—C'est maintenant qu'il nous faut agir. Dans quelques années, il serait trop tard. Nous avons besoin de nous étendre, de briser autour de nous des résistances qui pourraient devenir trop fortes. Il nous faut les ports du nord, les mines de fer et les colonies françaises. Il nous faut la Vistule et la mainmise sur la Baltique. Il nous faut l'accès de la Méditerranée et la domination surtout l'empire ottoman. Voilà pour commencer. Dans vingt ans, ce sera le tour de l'Angleterre. Dans cinquante ans, les États-Unis seront allemands, le Brésil de même; le canal de Panama nous appartiendra et nous pourrons alors nous occuper sérieusement de la Chine.

—C'est magnifique! m'écriai-je enthousiasmé.

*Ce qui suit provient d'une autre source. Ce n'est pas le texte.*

/// HTTP testing utilities
use anyhow::Result;
use axum::body::Body;
use axum::http::{Request, StatusCode};
use std::sync::Arc;
use tabinsight::analysis::AnalysisOptions;
use tabinsight::http::server::build_router;
use tabinsight::http::state::HttpServerState;
use tower::ServiceExt; // for `oneshot`

/// HTTP test client for making requests to our app
pub struct TestApp {
    app: axum::Router,
}

impl TestApp {
    pub fn new() -> Self {
        Self::with_options(AnalysisOptions::default(), 1024 * 1024)
    }

    pub fn with_options(options: AnalysisOptions, body_limit: usize) -> Self {
        let state = HttpServerState {
            name: Arc::new("TabInsight Test".to_string()),
            options: Arc::new(options),
            default_input_format: Arc::new("csv".to_string()),
        };
        Self {
            app: build_router(state, body_limit, 30),
        }
    }

    /// Send a POST request with CSV data
    pub async fn post_csv(&self, path: &str, csv_data: &str) -> Result<TestResponse> {
        let request = Request::builder()
            .method("POST")
            .uri(path)
            .header("content-type", "text/csv")
            .body(Body::from(csv_data.to_string()))?;

        let response = self.app.clone().oneshot(request).await?;
        Ok(TestResponse::new(response).await)
    }

    /// Send a GET request
    pub async fn get(&self, path: &str) -> Result<TestResponse> {
        let request = Request::builder()
            .method("GET")
            .uri(path)
            .body(Body::empty())?;

        let response = self.app.clone().oneshot(request).await?;
        Ok(TestResponse::new(response).await)
    }
}

/// Test response wrapper for easier assertions
pub struct TestResponse {
    status: StatusCode,
    body: String,
}

impl TestResponse {
    async fn new(response: axum::response::Response) -> Self {
        let status = response.status();
        let body_bytes = axum::body::to_bytes(response.into_body(), usize::MAX)
            .await
            .unwrap_or_default()
            .to_vec();
        let body = String::from_utf8_lossy(&body_bytes).to_string();

        Self { status, body }
    }

    pub fn status(&self) -> StatusCode {
        self.status
    }

    pub fn body(&self) -> &str {
        &self.body
    }

    /// Parse response body as JSON
    pub fn json<T>(&self) -> Result<T>
    where
        T: serde::de::DeserializeOwned,
    {
        serde_json::from_str(&self.body).map_err(Into::into)
    }

    pub fn assert_status(&self, expected: StatusCode) {
        assert_eq!(
            self.status, expected,
            "Unexpected status, body: {}",
            self.body
        );
    }
}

—Nous ne verrons pas tout cela. Vous peut-être, pas moi. Mais je suis modeste, je mécontenterai d'assister à la première partie de cette colossale trilogie.

Il prononçait tout cela tranquillement, l'œil doucement émerillonné, en ingurgitant à petits coups sa bière blonde.

—Mais j'y songe, fit-il, vous êtes mobilisable, Herr Wilfrid. Vous n'avez encore rien reçu?

J'hésitais à répondre. Mais je voulus maintenir le secret.

—Non, dis-je en rougissant.

—Cela m'étonne, car chez nous l'artillerie et les pionniers sont déjà partis.

—Quand?

—Il y a trois jours. Ils doivent être bien loin maintenant.